In the fall of 1970 my first wife and I moved lock, stock and barrel from Lake Ann, Michigan to Stratford Ontario, Canada - with the single-minded intention of living there so we could audition to become Company members of the Canadian Shakespeare Festival. 

I was 23. She was only 19. We had no money, and no jobs waiting for us. She could live legally in Canada as a British subject, but I was an American citizen and would have to get permission for residency. 

It was an insane idea - a delusion - an impossible quest. No mature person would have considered such an unprepared move. No recent graduate of any drama school had ever attempted it; there were only two places where every aspiring actor went after graduation: New York or Los Angeles. 

Stratford, Ontario was the most prestigious Shakespeare Festival in North America. It was the hardest place in the world for American actors to get into. Mature, seasoned performers auditioned there and were rejected all the time. 

It would involve far too many financial, legal, logistical and international steps. Such a crazy goal could only be accomplished by a great act of magick - or by people too young and inexperienced to understand how overwhelming the odds were. 

We did it. We succeeded! In the summer of 1971, after surviving a winter of the deepest snow that Stratford had gotten in twenty-five years, we were both hired by the Festival as Actor Apprentices. In the 1972 season we were hired back as Journeymen. In 1973 we were made Full Company members. For three years we were legal Landed Immigrant residents of Stratford, Ontario, Canada. In the winter of 1972-73 the Festival took two plays on tour to Montreal, Copenhagen, Warsaw, Krakow, Moscow and Leningrad - behind the Iron Curtain, in what was then the Soviet Union! We were both included in the Company. We performed in The Taming of the Shrew and King Lear (a Russian favorite) starring William Hutt, on the second stage of the Moscow Art Theatre. We were feted at embassy receptions, given tours and shown Stanislavsky's dressing room. 

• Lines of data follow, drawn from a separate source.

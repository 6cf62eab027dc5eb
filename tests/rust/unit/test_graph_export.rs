//! End-to-end conversion of CSV records into `.nodes`/`.relationships` files

#[cfg(test)]
mod graph_export_tests {
    use std::fs;

    use tabgraph::graph_catalog::{
        predefined_schema, ColumnSpec, GraphExportError, NodeSpec, RANDOM_PROPERTY_SCHEMA,
    };
    use tabgraph::graph_export::{DataSet, DEFAULT_RECORD_TYPE};

    const PEOPLE_CSV: &str = "forename,surname,address\nAmy,Li,1 Rd\nBo,Li,1 Rd\n";

    fn rp_schema() -> Vec<NodeSpec> {
        predefined_schema(RANDOM_PROPERTY_SCHEMA).unwrap()
    }

    /// The household scenario writes both files with bulk-import headers
    #[test]
    fn test_convert_household_to_graph_files() {
        let temp_dir = tempfile::tempdir().unwrap();
        let prefix = temp_dir.path().join("graph");

        let dataset =
            DataSet::from_csv(PEOPLE_CSV.as_bytes(), b',', &rp_schema(), DEFAULT_RECORD_TYPE)
                .unwrap();
        dataset.to_graph_csv(&prefix, b',').unwrap();

        let nodes = fs::read_to_string(temp_dir.path().join("graph.nodes")).unwrap();
        assert_eq!(
            nodes,
            "value,id:ID,:LABEL\n\
             Record,Record-0,Record\n\
             Record,Record-1,Record\n\
             Amy,Name-0,NAME\n\
             Bo,Name-1,NAME\n\
             Li,Name-2,NAME\n\
             1 Rd,Address-0,ADDRESS\n"
        );

        let relationships =
            fs::read_to_string(temp_dir.path().join("graph.relationships")).unwrap();
        assert_eq!(
            relationships,
            ":START_ID,:TYPE,:END_ID\n\
             Record-0,FORNAME,Name-0\n\
             Record-1,FORNAME,Name-1\n\
             Record-0,SURNAME,Name-2\n\
             Record-1,SURNAME,Name-2\n\
             Record-0,LIVE_AT,Address-0\n\
             Record-1,LIVE_AT,Address-0\n"
        );
    }

    /// A record missing a schema column aborts the whole build
    #[test]
    fn test_missing_column_aborts() {
        let csv = "forename,surname\nAmy,Li\n";

        let result = DataSet::from_csv(csv.as_bytes(), b',', &rp_schema(), DEFAULT_RECORD_TYPE);
        assert!(matches!(
            result,
            Err(GraphExportError::MissingField { ref field, .. }) if field == "address"
        ));
    }

    /// A header-only input has no rows to infer the node header from
    #[test]
    fn test_header_only_input_is_empty() {
        let temp_dir = tempfile::tempdir().unwrap();
        let prefix = temp_dir.path().join("graph");

        let dataset = DataSet::from_csv(
            "forename,surname,address\n".as_bytes(),
            b',',
            &rp_schema(),
            DEFAULT_RECORD_TYPE,
        )
        .unwrap();
        let err = dataset.to_graph_csv(&prefix, b',').unwrap_err();

        assert!(matches!(err, GraphExportError::EmptyInput { .. }));
        assert!(!temp_dir.path().join("graph.nodes").exists());
        assert!(!temp_dir.path().join("graph.relationships").exists());
    }

    /// Attribute nodes keyed by a custom value field cannot share the node file
    /// with record nodes, so the export fails without touching existing files
    #[test]
    fn test_custom_value_field_conflicts_with_record_nodes() {
        let temp_dir = tempfile::tempdir().unwrap();
        let prefix = temp_dir.path().join("graph");
        let nodes_path = temp_dir.path().join("graph.nodes");
        fs::write(&nodes_path, "previous export\n").unwrap();

        let specs = vec![
            NodeSpec::new("City", vec![ColumnSpec::new("city", "IN")]).with_value_field("name"),
        ];
        let dataset =
            DataSet::from_csv("city\nLeeds\n".as_bytes(), b',', &specs, "Person").unwrap();
        let err = dataset.to_graph_csv(&prefix, b',').unwrap_err();

        assert!(matches!(err, GraphExportError::SchemaMismatch { row: 1, .. }));
        assert_eq!(fs::read_to_string(&nodes_path).unwrap(), "previous export\n");
    }

    /// Node and relationship counts follow the record and distinct-value counts
    #[test]
    fn test_counts_match_records_and_distinct_values() {
        let mut csv = String::from("forename,surname,address\n");
        let forenames = ["Amy", "Bo", "Cy", "Di"];
        for i in 0..20 {
            csv.push_str(&format!(
                "{},{},{} Mill Lane\n",
                forenames[i % 4],
                if i % 2 == 0 { "Smith" } else { "Jones" },
                i % 5
            ));
        }

        let dataset =
            DataSet::from_csv(csv.as_bytes(), b',', &rp_schema(), DEFAULT_RECORD_TYPE).unwrap();

        // 4 forenames + 2 surnames, 5 addresses
        assert_eq!(dataset.records.len(), 20);
        assert_eq!(dataset.graph.nodes.len(), 20 + 6 + 5);
        assert_eq!(dataset.graph.relationships.len(), 2 * 20 + 20);
    }

    /// Tab-delimited input and output
    #[test]
    fn test_tab_delimited_round_trip() {
        let temp_dir = tempfile::tempdir().unwrap();
        let prefix = temp_dir.path().join("tsv");
        let specs = vec![NodeSpec::new("City", vec![ColumnSpec::new("city", "IN")])
            .with_id_prefix("c")
            .with_id_start(1)];

        let dataset = DataSet::from_csv(
            "who\tcity\nAmy\tLeeds\n".as_bytes(),
            b'\t',
            &specs,
            DEFAULT_RECORD_TYPE,
        )
        .unwrap();
        dataset.to_graph_csv(&prefix, b'\t').unwrap();

        let relationships = fs::read_to_string(temp_dir.path().join("tsv.relationships")).unwrap();
        assert_eq!(relationships, ":START_ID\t:TYPE\t:END_ID\nRecord-0\tIN\tc1\n");
    }
}
//! Names and addresses for synthetic people.
//!
//! The generator only needs three things from a corpus, captured by
//! [`PersonFaker`]. [`CorpusFaker`] is a small built-in en-GB flavoured word list.

use rand::seq::SliceRandom;
use rand::Rng;
use regex::Regex;

lazy_static::lazy_static! {
    static ref WHITESPACES: Regex = Regex::new(r"\s+").expect("static regex");
}

/// Source of random names and addresses. The RNG is always passed in so callers
/// control seeding.
pub trait PersonFaker {
    fn first_name<R: Rng + ?Sized>(&self, rng: &mut R) -> String;
    fn last_name<R: Rng + ?Sized>(&self, rng: &mut R) -> String;
    /// May span several lines; callers normalize whitespace.
    fn address<R: Rng + ?Sized>(&self, rng: &mut R) -> String;
}

/// Collapse every run of whitespace (including newlines) to one space.
pub fn collapse_whitespace(text: &str) -> String {
    WHITESPACES.replace_all(text.trim(), " ").into_owned()
}

const FIRST_NAMES: &[&str] = &[
    "Abigail", "Adam", "Aidan", "Alice", "Amelia", "Amy", "Andrew", "Ava", "Ben", "Bethany",
    "Callum", "Charlie", "Charlotte", "Chloe", "Connor", "Daniel", "Eleanor", "Ella", "Emily",
    "Ethan", "Evie", "Finley", "Freya", "George", "Grace", "Hannah", "Harry", "Isabella", "Isla",
    "Jack", "Jacob", "James", "Jessica", "Joshua", "Katie", "Leah", "Liam", "Lily", "Lucy",
    "Megan", "Mia", "Noah", "Oliver", "Olivia", "Oscar", "Poppy", "Rebecca", "Rhys", "Samuel",
    "Sophie", "Thomas", "William",
];

const LAST_NAMES: &[&str] = &[
    "Allen", "Bailey", "Baker", "Bell", "Brown", "Clarke", "Cooper", "Davies", "Edwards",
    "Evans", "Green", "Hall", "Harris", "Hill", "Hughes", "Jackson", "James", "Johnson", "Jones",
    "King", "Lewis", "Martin", "Moore", "Morgan", "Morris", "Patel", "Phillips", "Roberts",
    "Robinson", "Scott", "Smith", "Taylor", "Thomas", "Thompson", "Turner", "Walker", "Ward",
    "Watson", "White", "Williams", "Wilson", "Wood", "Wright", "Young",
];

const STREET_NAMES: &[&str] = &[
    "Abbey", "Albert", "Ash", "Beech", "Bridge", "Castle", "Chapel", "Church", "Elm", "Green",
    "High", "Highfield", "Kings", "Manor", "Mill", "New", "North", "Oak", "Park", "Queens",
    "School", "Station", "Victoria", "West", "Windsor",
];

const STREET_SUFFIXES: &[&str] = &[
    "Avenue", "Close", "Court", "Crescent", "Drive", "Gardens", "Lane", "Road", "Street", "Way",
];

const TOWNS: &[&str] = &[
    "Bath", "Bristol", "Cambridge", "Cardiff", "Chester", "Derby", "Durham", "Exeter", "Leeds",
    "Leicester", "Lincoln", "Norwich", "Nottingham", "Oxford", "Plymouth", "Reading", "Sheffield",
    "York",
];

const POSTCODE_AREAS: &[&str] = &[
    "BA", "BS", "CB", "CF", "CH", "DE", "DH", "EX", "LS", "LE", "LN", "NR", "NG", "OX", "PL",
    "RG", "S", "YO",
];

const POSTCODE_UNIT_LETTERS: &[u8] = b"ABDEFGHJLNPQRSTUWXYZ";

fn pick<R: Rng + ?Sized>(rng: &mut R, words: &[&'static str]) -> &'static str {
    words.choose(rng).copied().unwrap_or_default()
}

/// Built-in name and address corpus.
#[derive(Debug, Clone, Copy, Default)]
pub struct CorpusFaker;

impl CorpusFaker {
    fn postcode<R: Rng + ?Sized>(&self, rng: &mut R) -> String {
        let unit: String = (0..2)
            .map(|_| {
                let i = rng.gen_range(0..POSTCODE_UNIT_LETTERS.len());
                POSTCODE_UNIT_LETTERS[i] as char
            })
            .collect();
        format!(
            "{}{} {}{}",
            pick(rng, POSTCODE_AREAS),
            rng.gen_range(1..=20),
            rng.gen_range(0..=9),
            unit
        )
    }
}

impl PersonFaker for CorpusFaker {
    fn first_name<R: Rng + ?Sized>(&self, rng: &mut R) -> String {
        pick(rng, FIRST_NAMES).to_string()
    }

    fn last_name<R: Rng + ?Sized>(&self, rng: &mut R) -> String {
        pick(rng, LAST_NAMES).to_string()
    }

    fn address<R: Rng + ?Sized>(&self, rng: &mut R) -> String {
        let flat = if rng.gen_bool(0.2) {
            format!("Flat {}\n", rng.gen_range(1..=40))
        } else {
            String::new()
        };
        format!(
            "{}{} {} {}\n{}\n{}",
            flat,
            rng.gen_range(1..=250),
            pick(rng, STREET_NAMES),
            pick(rng, STREET_SUFFIXES),
            pick(rng, TOWNS),
            self.postcode(rng)
        )
    }
}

I've had some lovely experiences in my life, but I have never again duplicated such an improbable feat of magick as that one - when I was young and filled with too much sexual and spiritual energy to have any conception of failure. It was no walk in the park; there was fear, insecurity, self-questioning and hard physical work. There were cold, dark times. My wife and I fought all the time, because we were little more than children who had not yet grown into the full adults we were destined to be. We were not as compatible as we had imagined, but the heady mutual attraction of sex and intellect and dramatic talent had hidden that fact from our eyes. One might say that we were small-scale equivalents of Richard Burton and Elizabeth Taylor - oil and water, attracted by the very differences that would drive us apart. 

But the overall adventure was amazing. And the sheer force of energies flowing through our systems carried us along on a tidal wave that refused to be stopped or diverted by any mature arguments of caution. 

Outstanding examples of other young people who had improbably huge successes include Alexander the Great, Justin Bieber, Taylor Swift and Miley Cyrus. All of them encountered social criticism when they transitioned from innocence into open experimentation with their burgeoning sexuality; but it is that very energy - whether we call it Sex or Kundalini or Chi - that powers magick and makes it potent. 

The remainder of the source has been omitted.